De entrada había un favorito claro: The wire. La serie de David Simon es —sin discusión, o con pocos matices posibles— el producto mejor zurcido que jamás ha salido de las fauces de HBO (por cierto, con diferencia la cadena que más aspirantes tenía en esta contienda), una maravilla tan perfecta que ni siquiera necesitaba un protagonista porque tenía cincuenta. No vale la pena extenderse, las excelencias de The wire son obvias. Por otro lado estaban las series clásicas, llámense El ala oeste de la Casa Blanca, Canción triste de Hill Street, Friends o Twin Peaks, productos rompedores que siguen siendo ejemplos de gran televisión. Luego venían los trasatlánticos, Los Soprano, Mad men, Hermanos de sangre, Juego de tronos, A dos metros bajo tierra: series de gran calado, ambiciosas hasta decir basta. Y finalmente estaban los aspirantes con galones pero —a priori— menos posibilidades: Perdidos, Seinfeld, Frasier, The office, House... Meterlo todo en el mismo bombo puede sonar a chaladura, pero ¿cuál es el sentido de una guerra en la que solo puede quedar uno? Justamente ese: que quede solo uno, sin complicados sistemas de competición ni biblias llenas de reglas.

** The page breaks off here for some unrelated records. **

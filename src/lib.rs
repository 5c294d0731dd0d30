pub mod config;
pub mod error;
pub mod extract;
pub mod instrumentation;
pub mod llm;
pub mod product;
pub mod prompt;
pub mod provider;
pub mod render;
pub mod session;
pub mod shell;

pub use config::Config;
pub use error::{Result, SearchError};
pub use extract::{extract, extract_json};
pub use product::{PriceObjective, ProductRecord};
pub use prompt::{build_detail_prompt, build_discovery_prompt, build_prompt};
pub use provider::{
    build_provider, OpenAiTwoPhaseProvider, PerplexityProvider, ProviderKind, SearchOutcome,
    SearchProvider, SearchQuery,
};
pub use session::{DomainSet, SearchHistoryEntry, Session};
use httpmock::prelude::*;
use market_scout::instrumentation::{RunLog, RunLogger};
use market_scout::llm::ChatClient;
use market_scout::{shell, PerplexityProvider, PriceObjective};
use serde_json::json;
use tempfile::TempDir;

fn completion(content: &str) -> serde_json::Value {
    json!({"choices": [{"message": {"role": "assistant", "content": content}}]})
}

#[tokio::test]
async fn test_session_searches_and_keeps_history() {
    let server = MockServer::start_async().await;
    let found = server
        .mock_async(|when, then| {
            when.method(POST)
                .path("/chat/completions")
                .body_contains("Vitamin D3 2000 IU")
                .body_contains(r#""manovaistine.lt","pigu.lt"]"#)
                .body_contains("price_per_kg");
            then.status(200).json_body(completion(
                r#"[{"provider": "Pigu", "product_name": "D3 2000 IU", "product_price": 6.5}]"#,
            ));
        })
        .await;
    let nothing = server
        .mock_async(|when, then| {
            when.method(POST)
                .path("/chat/completions")
                .body_contains("Unobtainium");
            then.status(200).json_body(completion("No products match."));
        })
        .await;

    let provider = PerplexityProvider::new(
        ChatClient::new("pplx-test", &server.url("/chat/completions")),
        "sonar-pro",
    );

    let logs = TempDir::new().unwrap();
    let logger = RunLogger::new(logs.path().to_str().unwrap()).unwrap();

    let input = "\
:objective kg
:add pigu.lt
:add pigu.lt
Vitamin D3 2000 IU
Unobtainium
:history
:raw
:quit
Never searched
";
    let mut output = Vec::new();
    let session = shell::run(&provider, Some(&logger), input.as_bytes(), &mut output)
        .await
        .unwrap();
    let output = String::from_utf8(output).unwrap();

    found.assert_async().await;
    nothing.assert_async().await;

    assert_eq!(session.objective, PriceObjective::Kg);
    assert!(session.domains.contains("pigu.lt"));
    assert_eq!(session.history().len(), 1);
    assert_eq!(session.history()[0].spec, "Vitamin D3 2000 IU");
    assert_eq!(session.history()[0].products[0].display_name(), "D3 2000 IU");

    assert!(output.contains("Added pigu.lt"));
    assert!(output.contains("pigu.lt is already in the list"));
    assert!(output.contains("Found 1 Products"));
    assert!(output.contains("1. D3 2000 IU - €6.50"));
    assert!(output.contains("Error: Could not extract a valid product list"));
    assert!(output.contains("Raw content:\nNo products match."));
    assert!(output.contains("Results: 1 products found"));
    assert!(!output.contains("Never searched"));

    let runs: Vec<RunLog> = std::fs::read_to_string(logger.path())
        .unwrap()
        .lines()
        .map(|l| serde_json::from_str(l).unwrap())
        .collect();
    assert_eq!(runs.len(), 1);
    assert_eq!(runs[0].objective, "kg");
    assert!(logger.path().ends_with("searches.jsonl"));

    let line: serde_json::Value =
        serde_json::from_str(std::fs::read_to_string(logger.path()).unwrap().trim()).unwrap();
    assert_eq!(line["spec"], "Vitamin D3 2000 IU");
    assert_eq!(
        line["domains"].as_array().unwrap().last(),
        Some(&json!("pigu.lt"))
    );
}

#[tokio::test]
async fn test_domain_commands_shape_the_filter() {
    let server = MockServer::start_async().await;
    let api_mock = server
        .mock_async(|when, then| {
            when.method(POST)
                .path("/chat/completions")
                .body_contains(r#""search_domain_filter":["kainos.lt"]"#);
            then.status(200).json_body(completion("[]"));
        })
        .await;

    let provider = PerplexityProvider::new(
        ChatClient::new("pplx-test", &server.url("/chat/completions")),
        "sonar-pro",
    );

    let input = "\
:remove vaistai.lt
:remove kaina24.lt
:remove gintarine.lt
:remove eurovaistine.lt
:remove manovaistine.lt
:domains
Any laptop
:reset
";
    let mut output = Vec::new();
    let session = shell::run(&provider, None, input.as_bytes(), &mut output)
        .await
        .unwrap();
    let output = String::from_utf8(output).unwrap();

    api_mock.assert_async().await;
    assert!(output.contains("No products found."));
    assert_eq!(session.history().len(), 1);
    assert_eq!(session.history()[0].spec, "Any laptop");
    assert!(session.history()[0].products.is_empty());
    assert_eq!(session.domains.len(), 6);
}
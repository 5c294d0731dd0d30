use async_trait::async_trait;
use std::time::Instant;
use tracing::{info, warn};

use super::{RawResponse, SearchOutcome, SearchProvider, SearchQuery};
use crate::error::Result;
use crate::extract::extract;
use crate::instrumentation::{RunLog, StepLog};
use crate::llm::{ChatClient, ChatRequest};
use crate::prompt::{build_prompt, SYSTEM_PROMPT};

/// Single-phase search: one prompt, the domain set as the provider's
/// search filter, and the answer parsed straight into products.
pub struct PerplexityProvider {
    client: ChatClient,
    model: String,
}

impl PerplexityProvider {
    pub fn new(client: ChatClient, model: &str) -> Self {
        Self {
            client,
            model: model.to_string(),
        }
    }
}

#[async_trait]
impl SearchProvider for PerplexityProvider {
    fn name(&self) -> &'static str {
        "perplexity"
    }

    async fn search(&self, query: &SearchQuery) -> Result<SearchOutcome> {
        query.validate()?;

        let start = Instant::now();
        let mut run = RunLog::new(self.name(), query.objective.as_str());
        let prompt = build_prompt(&query.spec, query.objective, query.unit.as_deref());

        let request = ChatRequest {
            model: self.model.clone(),
            system: Some(SYSTEM_PROMPT.to_string()),
            user: prompt.clone(),
            domain_filter: (!query.domains.is_empty()).then(|| query.domains.clone()),
            web_search: None,
        };

        info!(
            model = %self.model,
            domains = query.domains.len(),
            objective = %query.objective,
            "searching products"
        );

        let response = self.client.complete(&request).await?;
        let products = match extract(&response.content) {
            Ok(products) => products,
            Err(e) => {
                warn!(error = %e, "provider answer holds no product list");
                return Err(e);
            }
        };

        run.record(StepLog::ok(
            "search",
            None,
            response.latency_ms,
            products.len(),
        ));
        run.finish(start.elapsed().as_millis() as u64, products.len());
        info!(products = products.len(), "search finished");

        Ok(SearchOutcome {
            products,
            prompt,
            raw_responses: vec![RawResponse {
                label: "search".to_string(),
                content: response.content,
            }],
            pages: response.citations,
            warnings: Vec::new(),
            commentary: None,
            run,
        })
    }
}
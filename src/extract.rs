//! Recovery of the product array from free-form provider text.
//!
//! Providers are asked for bare JSON but regularly wrap it in prose, code
//! fences or a `{"products": [...]}` envelope. The cascade below is a
//! heuristic: deeply nested or adversarial text can still be mis-extracted.

use regex::Regex;
use serde_json::Value;
use std::sync::LazyLock;
use tracing::debug;

use crate::error::{Result, SearchError};
use crate::product::ProductRecord;

/// An array of objects, or an object with a `products` array.
static STRICT_PATTERN: LazyLock<Regex> = LazyLock::new(|| {
    Regex::new(r#"(?s)\[\s*\{.*\}\s*\]|\{\s*"products"\s*:\s*\[.*\]\s*\}"#)
        .expect("strict product pattern is valid")
});

/// Any bracketed or braced span.
static LOOSE_PATTERN: LazyLock<Regex> = LazyLock::new(|| {
    Regex::new(r"\[[\s\S]*\]|\{[\s\S]*\}").expect("loose product pattern is valid")
});

/// Extracts product records from provider text.
pub fn extract(text: &str) -> Result<Vec<ProductRecord>> {
    Ok(extract_json(text)?
        .iter()
        .map(ProductRecord::from_value)
        .collect())
}

/// Extracts the raw product mappings from provider text.
pub fn extract_json(text: &str) -> Result<Vec<Value>> {
    let parsed = STRICT_PATTERN
        .find(text)
        .and_then(|m| match serde_json::from_str::<Value>(m.as_str()) {
            Ok(value) => Some(value),
            Err(e) => {
                debug!(error = %e, "strict match is not valid JSON");
                None
            }
        })
        .or_else(|| serde_json::from_str::<Value>(text).ok());

    if let Some(value) = parsed {
        return unwrap_products(value);
    }

    let spans: Vec<&str> = LOOSE_PATTERN.find_iter(text).map(|m| m.as_str()).collect();
    debug!(candidates = spans.len(), "falling back to loose JSON scan");

    for (i, span) in spans.iter().enumerate() {
        match serde_json::from_str::<Value>(span) {
            Ok(value) if is_product_container(&value) => return unwrap_products(value),
            Ok(_) => debug!(candidate = i + 1, "JSON candidate holds no product list"),
            Err(e) => debug!(candidate = i + 1, error = %e, "JSON candidate does not parse"),
        }
    }

    Err(SearchError::MalformedResponse {
        raw: text.to_string(),
    })
}

fn is_product_container(value: &Value) -> bool {
    match value {
        Value::Array(_) => true,
        Value::Object(obj) => obj.contains_key("products"),
        _ => false,
    }
}

fn unwrap_products(mut value: Value) -> Result<Vec<Value>> {
    if let Some(Value::Array(items)) = value.get_mut("products") {
        return Ok(std::mem::take(items));
    }
    match value {
        Value::Array(items) => Ok(items),
        other => Err(SearchError::UnexpectedShape { value: other }),
    }
}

Si analizamos —sin ánimo antropológico— los resultados, varias cosas resultan meridianamente claras: los fans de series de culto con más de una década de antigüedad (con la cacareada excepción de Los Simpson y Friends) son menos activos y entusiastas que los de los títulos recientes. Que Juego de tronos, con solo dos temporadas a sus espaldas, haya llegado a la final es un buen ejemplo de ello, como también lo es que Perdidos pusiera un pie en las semifinales, teniendo en cuenta la calidad de algunos de sus contendientes, como A dos metros bajo tierra. También es obvio que las comedias con pedigrí, como las mencionadas Friends y Los Simpson, siguen teniendo gran predicamento mientras que las apuestas más osadas, como Seinfeld o The office, son aún —para el grueso de los votantes— productos menores. Otro factor es que los fans organizados (a uno y otro lado del Atlántico) tenían claras sus preferencias: no importaba como fuera la cosa por la mañana, cuando Latinoamérica se despertaba, los giros en votaciones igualadas estaban cantados.

Finalmente, la derrota de los grandes iconos de la ficción catódica, empezando por The wire y acabando por Los Soprano, demuestra que el espectador anónimo (el que vota) sigue apostando por los formatos de cercanía, aquellos que le acompañan, seguramente por encima de los que encuentran en la gravedad su razón de ser. El hecho de que —como decíamos al principio— desde 1991 la audiencia española haya podido sintonizar a Los Simpson en abierto (primero en La 2 y después en Antena 3) ha contado, y mucho, a la hora de arrasar en la Guerra de series.

La verdad, rotunda, es que Homer, Bart, Lisa, Marge y Maggie forman parte del inconsciente colectivo de este país. Sus desventuras, la inteligencia de sus guiones y la mala baba que desprenden (algo muy español) conectaron desde el inicio con la idiosincrasia del televidente. Así pues, la victoria de Los Simpson en esta guerra es la demostración de que el roce hace el cariño. En televisión también.